◆ Excerpted records
//! Once-per-session purchase confirmation.

use std::collections::HashMap;

use common::{ProductId, SessionId};
use store::{ClaimField, FulfillmentStore, LicenseRecord, ProductRecord};

use crate::claim::ClaimGate;
use crate::event::CheckoutCompleted;
use crate::services::{EmailSender, LicenseSummary, PurchaseConfirmation};

/// Sends one confirmation email per session.
#[derive(Debug, Clone)]
pub struct NotificationDispatcher<S, E> {
    gate: ClaimGate<S>,
    sender: E,
}

impl<S, E> NotificationDispatcher<S, E>
where
    S: FulfillmentStore,
    E: EmailSender,
{
    pub fn new(store: S, sender: E) -> Self {
        Self {
            gate: ClaimGate::new(store),
            sender,
        }
    }

    /// Best effort: failures are logged, never returned.
    pub async fn notify_once(
        &self,
        event: &CheckoutCompleted,
        customer_email: &str,
        licenses: &[LicenseRecord],
        products: &HashMap<String, ProductRecord>,
    ) {
        let session_id = &event.session_id;
        match self.gate.claim_once(session_id, ClaimField::EmailSentAt).await {
            Ok(true) => {}
            Ok(false) => {
                tracing::debug!(%session_id, "confirmation already sent");
                return;
            }
            Err(e) => {
                tracing::warn!(
                    %session_id,
                    error = %e,
                    "email claim failed, skipping confirmation"
                );
                return;
            }
        }

        let message = build_confirmation(event, customer_email, licenses, products);
        match self.sender.send_purchase_confirmation(&message).await {
            Ok(()) => tracing::info!(%session_id, to = %customer_email, "confirmation sent"),
            Err(e) => tracing::warn!(%session_id, error = %e, "confirmation email failed"),
        }
    }
}

/// Builds the confirmation for a session's license set.
pub fn build_confirmation(
    event: &CheckoutCompleted,
    customer_email: &str,
    licenses: &[LicenseRecord],
    products: &HashMap<String, ProductRecord>,
) -> PurchaseConfirmation {
    let names: HashMap<ProductId, &str> = products
        .values()
        .map(|p| (p.id, p.name.as_str()))
        .collect();

    PurchaseConfirmation {
        to_email: customer_email.to_string(),
        session_id: event.session_id.clone(),
        amount_total: event.amount_total,
        currency: event.currency.clone(),
        licenses: licenses
            .iter()
            .map(|l| LicenseSummary {
                code: l.code.clone(),
                product_name: names
                    .get(&l.product_id)
                    .map(|n| n.to_string())
                    .unwrap_or_else(|| l.product_id.to_string()),
            })
            .collect(),
    }
}
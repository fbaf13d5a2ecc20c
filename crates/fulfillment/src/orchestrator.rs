//! Drives one delivery of a completed checkout through fulfillment.

use std::collections::HashMap;
use std::fmt;
use std::time::Instant;

use common::SessionId;
use store::{Catalog, FulfillmentRecord, FulfillmentStore, LicenseRecord, LicenseStore};

use crate::error::{FulfillmentError, Result};
use crate::event::CheckoutCompleted;
use crate::inventory::InventoryDecrementer;
use crate::issuer::LicenseIssuer;
use crate::line_items::{product_refs, resolve};
use crate::notifier::NotificationDispatcher;
use crate::services::{EmailSender, LineItemProvider};
use crate::tracker::{FulfillmentTracker, StartOutcome};

/// Failure message recorded when the checkout carries no email.
pub const MISSING_EMAIL_MESSAGE: &str = "missing customer email";

/// How a delivery was handled.
#[derive(Debug, Clone, Copy, PartialEq, Eq)]
pub enum FulfillmentOutcome {
    /// The session had already been completed by an earlier delivery.
    AlreadyProcessed,
    /// Nothing in the checkout is licensable.
    NoLicenses,
    /// The session holds `count` licenses in total.
    LicensesCreated { count: usize },
}

impl FulfillmentOutcome {
    pub fn as_str(&self) -> &'static str {
        match self {
            FulfillmentOutcome::AlreadyProcessed => "already_processed",
            FulfillmentOutcome::NoLicenses => "no_licenses",
            FulfillmentOutcome::LicensesCreated { .. } => "licenses_created",
        }
    }

    pub fn count(&self) -> Option<usize> {
        match self {
            FulfillmentOutcome::LicensesCreated { count } => Some(*count),
            _ => None,
        }
    }
}

impl fmt::Display for FulfillmentOutcome {
    fn fmt(&self, f: &mut fmt::Formatter<'_>) -> fmt::Result {
        f.write_str(self.as_str())
    }
}

/// A session's fulfillment record together with its licenses.
#[derive(Debug, Clone)]
pub struct FulfillmentSnapshot {
    pub record: FulfillmentRecord,
    pub licenses: Vec<LicenseRecord>,
}

/// Sequences the fulfillment components for each delivery.
///
/// Deliveries for the same session may run concurrently; the store's
/// constraints keep the result identical to a single delivery.
pub struct FulfillmentOrchestrator<S, L, E> {
    store: S,
    tracker: FulfillmentTracker<S>,
    issuer: LicenseIssuer<S>,
    inventory: InventoryDecrementer<S>,
    notifier: NotificationDispatcher<S, E>,
    line_items: L,
}

impl<S, L, E> FulfillmentOrchestrator<S, L, E>
where
    S: FulfillmentStore + LicenseStore + Catalog + Clone,
    L: LineItemProvider,
    E: EmailSender,
{
    pub fn new(store: S, line_items: L, email: E) -> Self {
        Self {
            tracker: FulfillmentTracker::new(store.clone()),
            issuer: LicenseIssuer::new(store.clone()),
            inventory: InventoryDecrementer::new(store.clone()),
            notifier: NotificationDispatcher::new(store.clone(), email),
            store,
            line_items,
        }
    }

    /// Fulfills a completed checkout. Safe to call any number of times for
    /// the same session.
    #[tracing::instrument(
        skip(self, event),
        fields(session_id = %event.session_id, event_id = %event.event_id)
    )]
    pub async fn fulfill(&self, event: &CheckoutCompleted) -> Result<FulfillmentOutcome> {
        metrics::counter!("fulfillment_deliveries_total").increment(1);
        let started = Instant::now();

        let result = self.run(event).await;

        metrics::histogram!("fulfillment_duration_seconds").record(started.elapsed().as_secs_f64());
        match &result {
            Ok(outcome) => {
                metrics::counter!("fulfillment_outcomes_total", "outcome" => outcome.as_str())
                    .increment(1);
                tracing::info!(outcome = %outcome, count = outcome.count(), "delivery handled");
            }
            Err(e) => {
                metrics::counter!("fulfillment_failures_total", "kind" => e.kind()).increment(1);
                tracing::error!(error = %e, "fulfillment failed");
            }
        }
        result
    }

    /// Loads a session's record and licenses, if the session is known.
    pub async fn snapshot(&self, session_id: &SessionId) -> Result<Option<FulfillmentSnapshot>> {
        let Some(record) = self.tracker.get(session_id).await? else {
            return Ok(None);
        };
        let licenses = self.store.licenses_for_session(session_id).await?;
        Ok(Some(FulfillmentSnapshot { record, licenses }))
    }

    async fn run(&self, event: &CheckoutCompleted) -> Result<FulfillmentOutcome> {
        let session_id = &event.session_id;

        match self.tracker.start(session_id, &event.event_id).await? {
            StartOutcome::AlreadyCompleted(_) => return Ok(FulfillmentOutcome::AlreadyProcessed),
            StartOutcome::Started(record) => {
                tracing::debug!(attempt = record.attempt_count, "processing session");
            }
        }

        let Some(customer_email) = event.customer_email() else {
            self.tracker.mark_failed(session_id, MISSING_EMAIL_MESSAGE).await;
            return Err(FulfillmentError::MissingCustomerEmail);
        };

        match self.process(event, customer_email).await {
            Ok(outcome) => Ok(outcome),
            Err(e) => {
                self.tracker.mark_failed(session_id, &e.to_string()).await;
                Err(e)
            }
        }
    }

    async fn process(
        &self,
        event: &CheckoutCompleted,
        customer_email: &str,
    ) -> Result<FulfillmentOutcome> {
        let session_id = &event.session_id;

        let raw_items = self.line_items.line_items(session_id).await?;
        let items = resolve(&raw_items)?;
        if items.is_empty() {
            self.tracker.mark_completed(session_id).await?;
            return Ok(FulfillmentOutcome::NoLicenses);
        }

        let refs = product_refs(&items);
        let products: HashMap<_, _> = self
            .store
            .products_by_refs(&refs)
            .await?
            .into_iter()
            .map(|p| (p.slug.clone(), p))
            .collect();
        let unknown: Vec<String> = refs
            .into_iter()
            .filter(|r| !products.contains_key(r))
            .collect();
        if !unknown.is_empty() {
            return Err(FulfillmentError::UnknownProducts(unknown));
        }

        let issued = self
            .issuer
            .issue(session_id, customer_email, &items, &products)
            .await?;
        if issued.licenses.is_empty() {
            self.tracker.mark_completed(session_id).await?;
            return Ok(FulfillmentOutcome::NoLicenses);
        }

        self.inventory
            .decrement_once(session_id, &items, &products)
            .await;
        self.notifier
            .notify_once(event, customer_email, &issued.licenses, &products)
            .await;

        self.tracker.mark_completed(session_id).await?;
        Ok(FulfillmentOutcome::LicensesCreated {
            count: issued.licenses.len(),
        })
    }
}
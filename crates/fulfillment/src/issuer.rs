//! Idempotent license issuance.
//!
//! Every purchased unit maps to one deterministic `purchase_item_ref`. The
//! issuer only ever inserts refs that are missing for the session, and the
//! store's unique constraint on that column absorbs concurrent inserts of the
//! same ref. Random codes and claim tokens can still collide with existing
//! rows; such a collision rejects the whole batch, which is then regenerated
//! and retried a bounded number of times.

use std::collections::{HashMap, HashSet};

use common::{LicenseId, SessionId};
use store::{LicenseRecord, LicenseStore, NewLicense, ProductRecord};

use crate::codes::{generate_claim_token, generate_license_code};
use crate::error::{FulfillmentError, Result};
use crate::line_items::ResolvedLineItem;

/// Upper bound on batch insert rounds when generated fields collide.
pub const MAX_INSERT_ROUNDS: u32 = 8;

/// Builds the idempotency key of one purchased unit.
pub fn purchase_item_ref(session_id: &SessionId, line_item_id: &str, unit_index: u32) -> String {
    format!("{session_id}:{line_item_id}:{unit_index}")
}

/// A unit that still needs a license.
#[derive(Debug, Clone, PartialEq, Eq)]
pub struct PlannedUnit {
    pub purchase_item_ref: String,
    pub product_ref: String,
}

/// Lists the units of `items` whose refs are not in `existing_refs`, in line
/// item order with unit indexes `1..=quantity`.
pub fn plan_missing_units(
    session_id: &SessionId,
    items: &[ResolvedLineItem],
    existing_refs: &HashSet<String>,
) -> Vec<PlannedUnit> {
    items
        .iter()
        .flat_map(|item| {
            (1..=item.quantity).map(move |unit| PlannedUnit {
                purchase_item_ref: purchase_item_ref(session_id, &item.line_item_id, unit),
                product_ref: item.product_ref.clone(),
            })
        })
        .filter(|unit| !existing_refs.contains(&unit.purchase_item_ref))
        .collect()
}

/// The session's full license set after an issue call.
#[derive(Debug, Clone)]
pub struct IssuedLicenses {
    pub licenses: Vec<LicenseRecord>,
    /// Rows inserted by this call. Zero on replays.
    pub created: u64,
}

/// Creates the licenses a session is owed, exactly once per unit.
#[derive(Debug, Clone)]
pub struct LicenseIssuer<S> {
    store: S,
    max_rounds: u32,
}

impl<S: LicenseStore> LicenseIssuer<S> {
    pub fn new(store: S) -> Self {
        Self {
            store,
            max_rounds: MAX_INSERT_ROUNDS,
        }
    }

    /// Ensures every unit of `items` has a license and returns the full set.
    ///
    /// `products` maps each product ref in `items` to its catalog record; a
    /// ref missing from it is reported as `UnknownProducts`.
    #[tracing::instrument(
        skip(self, customer_email, items, products),
        fields(units = tracing::field::Empty)
    )]
    pub async fn issue(
        &self,
        session_id: &SessionId,
        customer_email: &str,
        items: &[ResolvedLineItem],
        products: &HashMap<String, ProductRecord>,
    ) -> Result<IssuedLicenses> {
        let existing = self.store.licenses_for_session(session_id).await?;

        // Rows written before refs existed: the session was fulfilled by an
        // older pipeline and must not be topped up.
        if existing.iter().any(|l| l.purchase_item_ref.is_none()) {
            tracing::info!(
                %session_id,
                count = existing.len(),
                "session has legacy licenses without item refs, skipping issuance"
            );
            return Ok(IssuedLicenses {
                licenses: existing,
                created: 0,
            });
        }

        let existing_refs: HashSet<String> = existing
            .iter()
            .filter_map(|l| l.purchase_item_ref.clone())
            .collect();
        let missing = plan_missing_units(session_id, items, &existing_refs);
        tracing::Span::current().record("units", missing.len());

        if missing.is_empty() {
            return Ok(IssuedLicenses {
                licenses: existing,
                created: 0,
            });
        }

        let unknown: Vec<String> = missing
            .iter()
            .map(|u| u.product_ref.clone())
            .filter(|r| !products.contains_key(r))
            .collect::<HashSet<_>>()
            .into_iter()
            .collect();
        if !unknown.is_empty() {
            return Err(FulfillmentError::UnknownProducts(unknown));
        }

        let created = self
            .insert_with_retry(session_id, customer_email, &missing, products)
            .await?;
        metrics::counter!("licenses_issued_total").increment(created);

        let licenses = self.store.licenses_for_session(session_id).await?;
        tracing::info!(%session_id, created, total = licenses.len(), "licenses issued");
        Ok(IssuedLicenses { licenses, created })
    }

    async fn insert_with_retry(
        &self,
        session_id: &SessionId,
        customer_email: &str,
        missing: &[PlannedUnit],
        products: &HashMap<String, ProductRecord>,
    ) -> Result<u64> {
        for round in 1..=self.max_rounds {
            let batch: Vec<NewLicense> = missing
                .iter()
                .filter_map(|unit| {
                    products.get(&unit.product_ref).map(|product| NewLicense {
                        id: LicenseId::new(),
                        code: generate_license_code(),
                        product_id: product.id,
                        session_id: session_id.clone(),
                        customer_email: customer_email.to_string(),
                        claim_token: generate_claim_token(),
                        purchase_item_ref: unit.purchase_item_ref.clone(),
                    })
                })
                .collect();

            match self.store.insert_licenses(&batch).await {
                Ok(inserted) => return Ok(inserted),
                Err(e) if e.is_generated_field_collision() => {
                    metrics::counter!("license_code_collisions_total").increment(1);
                    tracing::warn!(
                        %session_id,
                        round,
                        error = %e,
                        "generated field collided, regenerating batch"
                    );
                }
                Err(e) => return Err(e.into()),
            }
        }

        Err(FulfillmentError::CodeGenerationExhausted {
            rounds: self.max_rounds,
        })
    }
}

#[cfg(test)]
mod tests {
    use super::*;
    use store::InMemoryStore;

    fn item(line_item_id: &str, product_ref: &str, quantity: u32) -> ResolvedLineItem {
        ResolvedLineItem {
            product_ref: product_ref.into(),
            quantity,
            line_item_id: line_item_id.into(),
        }
    }

    async fn catalog(store: &InMemoryStore) -> HashMap<String, ProductRecord> {
        let product = ProductRecord::new("robot-kit", "Robot Kit");
        store.add_product(product.clone()).await;
        HashMap::from([(product.slug.clone(), product)])
    }

    #[test]
    fn unit_refs_are_one_based() {
        let session = SessionId::new("sess_A");
        let items = [item("li_1", "robot-kit", 3)];
        let planned = plan_missing_units(&session, &items, &HashSet::new());
        let refs: Vec<_> = planned.iter().map(|u| u.purchase_item_ref.as_str()).collect();
        assert_eq!(refs, vec!["sess_A:li_1:1", "sess_A:li_1:2", "sess_A:li_1:3"]);
    }

    #[test]
    fn existing_refs_are_not_planned() {
        let session = SessionId::new("sess_A");
        let existing = HashSet::from(["sess_A:li_1:1".to_string()]);
        let planned = plan_missing_units(&session, &[item("li_1", "robot-kit", 2)], &existing);
        assert_eq!(planned.len(), 1);
        assert_eq!(planned[0].purchase_item_ref, "sess_A:li_1:2");
    }

    #[tokio::test]
    async fn issues_one_license_per_unit() {
        let store = InMemoryStore::new();
        let products = catalog(&store).await;
        let issuer = LicenseIssuer::new(store.clone());
        let session = SessionId::new("sess_A");

        let issued = issuer
            .issue(&session, "buyer@example.com", &[item("li_1", "robot-kit", 2)], &products)
            .await
            .unwrap();

        assert_eq!(issued.created, 2);
        assert_eq!(issued.licenses.len(), 2);
        assert!(issued.licenses.iter().all(|l| l.owner_id.is_none()));
    }

    #[tokio::test]
    async fn replay_creates_nothing() {
        let store = InMemoryStore::new();
        let products = catalog(&store).await;
        let issuer = LicenseIssuer::new(store.clone());
        let session = SessionId::new("sess_A");
        let items = [item("li_1", "robot-kit", 2)];

        let first = issuer.issue(&session, "buyer@example.com", &items, &products).await.unwrap();
        let second = issuer.issue(&session, "buyer@example.com", &items, &products).await.unwrap();

        assert_eq!(second.created, 0);
        assert_eq!(first.licenses, second.licenses);
        assert_eq!(store.license_count().await, 2);
    }

    #[tokio::test]
    async fn recovers_from_code_collisions() {
        let store = InMemoryStore::new();
        let products = catalog(&store).await;
        store.force_code_collisions(3).await;
        let issuer = LicenseIssuer::new(store.clone());

        let issued = issuer
            .issue(
                &SessionId::new("sess_A"),
                "buyer@example.com",
                &[item("li_1", "robot-kit", 1)],
                &products,
            )
            .await
            .unwrap();

        assert_eq!(issued.created, 1);
        assert_eq!(store.license_insert_attempts().await, 4);
    }

    #[tokio::test]
    async fn collisions_beyond_bound_fail() {
        let store = InMemoryStore::new();
        let products = catalog(&store).await;
        store.force_code_collisions(MAX_INSERT_ROUNDS).await;
        let issuer = LicenseIssuer::new(store.clone());

        let result = issuer
            .issue(
                &SessionId::new("sess_A"),
                "buyer@example.com",
                &[item("li_1", "robot-kit", 1)],
                &products,
            )
            .await;

        assert!(matches!(
            result,
            Err(FulfillmentError::CodeGenerationExhausted { rounds: MAX_INSERT_ROUNDS })
        ));
        assert_eq!(store.license_count().await, 0);
    }

    #[tokio::test]
    async fn unknown_product_is_rejected() {
        let store = InMemoryStore::new();
        let issuer = LicenseIssuer::new(store.clone());

        let result = issuer
            .issue(
                &SessionId::new("sess_A"),
                "buyer@example.com",
                &[item("li_1", "mystery", 1)],
                &HashMap::new(),
            )
            .await;

        assert!(matches!(
            result,
            Err(FulfillmentError::UnknownProducts(refs)) if refs == vec!["mystery"]
        ));
    }
}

◆ Work order
Keep only those lines of the records that hold "NoLicenses", and return them.

◆ Expected answer
    NoLicenses,
            FulfillmentOutcome::NoLicenses => "no_licenses",
            return Ok(FulfillmentOutcome::NoLicenses);
            return Ok(FulfillmentOutcome::NoLicenses);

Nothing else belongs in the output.